Un-Enmesh

Walking on Eggshells

T. Jackson

I fell in love with my first girlfriend in math class, head over heels as I peeked at her from behind my algebra book. She had wavy brown hair and a laugh that resonated across the entire school. She smelled of lavender and smiled at everyone she encountered. The first time she smiled at me, I felt ready to sign our marriage certificate on the dotted line. 

We started dating the summer before our senior year, and my world grew much smaller, with her at the center, exactly where she belonged.

I would do anything for her, and over time, she came to understand this. 

I was young, idealistic, and convinced that devotion was the highest virtue in a relationship. That’s what all the movies taught me: be the nice guy, the dependable one, and everything would work out. I didn’t realize at the time that love without respect or balance can become a trap.

The warning signs appeared subtly at first. She asked where I was whenever I went out with my friends, became upset when she didn’t get her way, and asked that I give up my hobbies so we could spend more time together, claiming it would be romantic. 

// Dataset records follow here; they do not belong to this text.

// src/tools/chain.rs

use chrono::{SecondsFormat, Utc};
use schemars::JsonSchema;
use serde::Deserialize;
use serde_json::json;
use validator::Validate;

use crate::mcp::registry::{ToolDescriptor, ToolError, ToolOutput};
use crate::AppState;

/// Takes no arguments.
#[derive(Debug, Default, Deserialize, Validate, JsonSchema)]
pub struct GetChainPropertiesParams {}

pub(crate) fn tools() -> Vec<ToolDescriptor> {
    vec![ToolDescriptor::new(
        "get_chain_properties",
        "Fetch current Hive blockchain properties and statistics",
        get_chain_properties,
    )]
}

pub async fn get_chain_properties(
    state: AppState,
    _params: GetChainPropertiesParams,
) -> Result<ToolOutput, ToolError> {
    let dynamic = state.hive.get_dynamic_global_properties().await?;
    let chain = state.hive.get_chain_properties().await?;
    let price = state.hive.get_current_median_history_price().await?;

    Ok(ToolOutput::Json(json!({
        "dynamic_properties": dynamic,
        "chain_properties": chain,
        "current_median_history_price": {
            "base": price.base,
            "quote": price.quote,
        },
        "timestamp": Utc::now().to_rfc3339_opts(SecondsFormat::Millis, true),
    })))
}
// src/tools/content.rs

use schemars::JsonSchema;
use serde::{Deserialize, Serialize};
use serde_json::json;
use validator::Validate;

use crate::blockchain::models::{Content, DiscussionQuery};
use crate::config::Config;
use crate::mcp::registry::{ToolDescriptor, ToolError, ToolOutput};
use crate::AppState;

/// Sort orders for tag listings.
#[derive(Debug, Clone, Copy, PartialEq, Eq, Deserialize, JsonSchema)]
#[serde(rename_all = "lowercase")]
pub enum TagCategory {
    Active,
    Cashout,
    Children,
    Comments,
    Created,
    Hot,
    Promoted,
    Trending,
    Votes,
}

impl From<TagCategory> for DiscussionQuery {
    fn from(category: TagCategory) -> Self {
        match category {
            TagCategory::Active => DiscussionQuery::Active,
            TagCategory::Cashout => DiscussionQuery::Cashout,
            TagCategory::Children => DiscussionQuery::Children,
            TagCategory::Comments => DiscussionQuery::Comments,
            TagCategory::Created => DiscussionQuery::Created,
            TagCategory::Hot => DiscussionQuery::Hot,
            TagCategory::Promoted => DiscussionQuery::Promoted,
            TagCategory::Trending => DiscussionQuery::Trending,
            TagCategory::Votes => DiscussionQuery::Votes,
        }
    }
}

/// blog = posts by the user, feed = posts from accounts they follow
#[derive(Debug, Clone, Copy, PartialEq, Eq, Deserialize, JsonSchema)]
#[serde(rename_all = "lowercase")]
pub enum UserCategory {
    Blog,
    Feed,
}

impl From<UserCategory> for DiscussionQuery {
    fn from(category: UserCategory) -> Self {
        match category {
            UserCategory::Blog => DiscussionQuery::Blog,
            UserCategory::Feed => DiscussionQuery::Feed,
        }
    }
}

#[derive(Debug, Deserialize, Validate, JsonSchema)]
pub struct GetPostContentParams {
    /// Author of the post
    #[validate(length(min = 1))]
    pub author: String,
    /// Permlink of the post
    #[validate(length(min = 1))]
    pub permlink: String,
}

#[derive(Debug, Deserialize, Validate, JsonSchema)]
pub struct GetPostsByTagParams {
    /// Sorting category for posts
    pub category: TagCategory,
    /// The tag to filter posts by
    #[validate(length(min = 1))]
    pub tag: String,
    /// Number of posts to return
    #[serde(default = "default_post_limit")]
    #[validate(range(min = 1, max = 20))]
    pub limit: u32,
}

#[derive(Debug, Deserialize, Validate, JsonSchema)]
pub struct GetPostsByUserParams {
    /// Type of posts to fetch
    pub category: UserCategory,
    /// Hive username to fetch posts for
    #[validate(length(min = 1))]
    pub username: String,
    /// Number of posts to return
    #[serde(default = "default_post_limit")]
    #[validate(range(min = 1, max = 20))]
    pub limit: u32,
}

fn default_post_limit() -> u32 {
    10
}

/// A post as it appears in a listing.
#[derive(Debug, Clone, PartialEq, Serialize)]
pub struct PostSummary {
    pub title: String,
    pub author: String,
    pub permlink: String,
    pub created: String,
    pub votes: i64,
    pub payout: String,
    pub url: String,
}

impl PostSummary {
    fn from_content(config: &Config, post: Content) -> Self {
        Self {
            url: config.post_url(&post.author, &post.permlink),
            title: post.title,
            author: post.author,
            permlink: post.permlink,
            created: post.created,
            votes: post.net_votes,
            payout: post.pending_payout_value,
        }
    }
}

pub(crate) fn tools() -> Vec<ToolDescriptor> {
    vec![
        ToolDescriptor::new(
            "get_post_content",
            "Retrieves a specific Hive blog post identified by author and permlink, including the post title, content, and metadata.",
            get_post_content,
        ),
        ToolDescriptor::new(
            "get_posts_by_tag",
            "Retrieves Hive posts filtered by a specific tag and sorted by a category like trending, hot, or created.",
            get_posts_by_tag,
        ),
        ToolDescriptor::new(
            "get_posts_by_user",
            "Retrieves posts authored by or in the feed of a specific Hive user.",
            get_posts_by_user,
        ),
    ]
}

pub async fn get_post_content(
    state: AppState,
    params: GetPostContentParams,
) -> Result<ToolOutput, ToolError> {
    let content = state
        .hive
        .get_content(&params.author, &params.permlink)
        .await?;
    if content.author.is_empty() {
        return Err(ToolError::NotFound(format!(
            "Error: Post not found: {}/{}",
            params.author, params.permlink
        )));
    }

    Ok(ToolOutput::Json(json!({
        "title": content.title,
        "author": content.author,
        "body": content.body,
        "created": content.created,
        "last_update": content.last_update,
        "category": content.category,
        "tags": content.tags(),
        "url": state.config.post_url(&params.author, &params.permlink),
    })))
}

pub async fn get_posts_by_tag(
    state: AppState,
    params: GetPostsByTagParams,
) -> Result<ToolOutput, ToolError> {
    let posts = state
        .hive
        .get_discussions(params.category.into(), &params.tag, params.limit)
        .await?;
    summarize(&state.config, posts)
}

pub async fn get_posts_by_user(
    state: AppState,
    params: GetPostsByUserParams,
) -> Result<ToolOutput, ToolError> {
    let posts = state
        .hive
        .get_discussions(params.category.into(), &params.username, params.limit)
        .await?;
    summarize(&state.config, posts)
}

fn summarize(config: &Config, posts: Vec<Content>) -> Result<ToolOutput, ToolError> {
    let summaries: Vec<PostSummary> = posts
        .into_iter()
        .map(|post| PostSummary::from_content(config, post))
        .collect();
    ToolOutput::json(&summaries)
}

But the red flags grew into a more horrific hue as years went on. Before long, she criticized everything I said, demanded to read my text messages, and questioned me each time I sent an email. She called me at work to ensure I was there and accused me of flirting with a waitress because, in her opinion, I had left a tip that was too high. 

She was like a drug, addicting and thrilling, but something that also came with regret and remorse. I tried to reassure her of my faithfulness, establish boundaries, and apologize for upsetting her. Mostly, I wanted to convince myself that she would change. I told myself that I was being loyal, that real men don’t walk away; they fight for the people they love. But I didn’t realize that fighting for someone shouldn’t mean fighting against yourself.

She didn’t change, of course, and the ground eventually became covered with eggshells. I couldn’t walk anywhere without stepping on one; all I could do was walk away.

Leaving wasn’t easy. It never is. There is no medal for walking out of a toxic situation, no parade. However, the peace I felt afterward told me everything I needed to know.

What I’ve Learned

I learned two main things from this experience. I realized that even minor warning signs are still warnings, relationship omens suggesting someone is mistreating you, taking advantage of you, or compromising your boundaries. You can ignore these warnings, but they rarely disappear; they tend to grow louder as the partnership progresses.

The other thing I learned is possibly the most brutal truth about relationships: No matter how much you love someone, you can’t change them; only they can change themselves. If it becomes clear that they’re unable or unwilling to change, you have no choice but to seek happiness elsewhere.

As men, we are often taught to endure, to remain silent, and to protect others at the expense of ourselves. However, true strength lies in knowing when to walk away and having the courage to start over.